[RECORDS SUPPLIED — start]

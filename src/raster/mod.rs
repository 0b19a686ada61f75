/// RGB8 bitmaps and bounds-checked region copies.
pub mod bitmap;
/// Aspect-preserving resize helpers.
pub mod scale;
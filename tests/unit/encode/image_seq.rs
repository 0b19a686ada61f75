use super::*;

fn scratch_dir(name: &str) -> PathBuf {
    let dir = PathBuf::from(env!("CARGO_MANIFEST_DIR"))
        .join("target")
        .join("unit_image_seq")
        .join(name);
    let _ = std::fs::remove_dir_all(&dir);
    dir
}

#[test]
fn file_names_are_one_based_and_padded() {
    assert_eq!(
        ImageSequenceSink::frame_file_name(FrameIndex(0)),
        "frame000001.jpg"
    );
    assert_eq!(
        ImageSequenceSink::frame_file_name(FrameIndex(41)),
        "frame000042.jpg"
    );
}

#[test]
fn writes_decodable_jpegs_in_order() {
    let dir = scratch_dir("write");
    let mut sink = ImageSequenceSink::new(&dir);
    sink.begin(SinkConfig {
        width: 8,
        height: 6,
        fps: 1.0,
    })
    .unwrap();
    sink.push_frame(FrameIndex(0), &Bitmap::filled(8, 6, [200, 200, 200]))
        .unwrap();
    sink.push_frame(FrameIndex(1), &Bitmap::black(8, 6)).unwrap();
    sink.end().unwrap();

    assert_eq!(sink.written().len(), 2);
    let first = image::open(dir.join("frame000001.jpg")).unwrap().to_rgb8();
    assert_eq!(first.dimensions(), (8, 6));
    assert!(first.get_pixel(4, 3)[0] > 150);
}

#[test]
fn rejects_gaps_and_wrong_sizes() {
    let dir = scratch_dir("reject");
    let mut sink = ImageSequenceSink::new(&dir);
    sink.begin(SinkConfig {
        width: 4,
        height: 4,
        fps: 1.0,
    })
    .unwrap();
    assert!(sink.push_frame(FrameIndex(1), &Bitmap::black(4, 4)).is_err());
    assert!(sink.push_frame(FrameIndex(0), &Bitmap::black(2, 4)).is_err());
}

#[test]
fn abort_removes_written_frames() {
    let dir = scratch_dir("abort");
    let mut sink = ImageSequenceSink::new(&dir);
    sink.begin(SinkConfig {
        width: 4,
        height: 4,
        fps: 1.0,
    })
    .unwrap();
    sink.push_frame(FrameIndex(0), &Bitmap::black(4, 4)).unwrap();
    assert!(dir.join("frame000001.jpg").exists());
    sink.abort();
    assert!(!dir.join("frame000001.jpg").exists());
}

[RECORDS SUPPLIED — finish]

▶ INSTRUCTIONS TO FOLLOW
What lines above hold the word "first"? Pull each one out.

▶ ANSWER
    let first = image::open(dir.join("frame000001.jpg")).unwrap().to_rgb8();
    assert_eq!(first.dimensions(), (8, 6));
    assert!(first.get_pixel(4, 3)[0] > 150);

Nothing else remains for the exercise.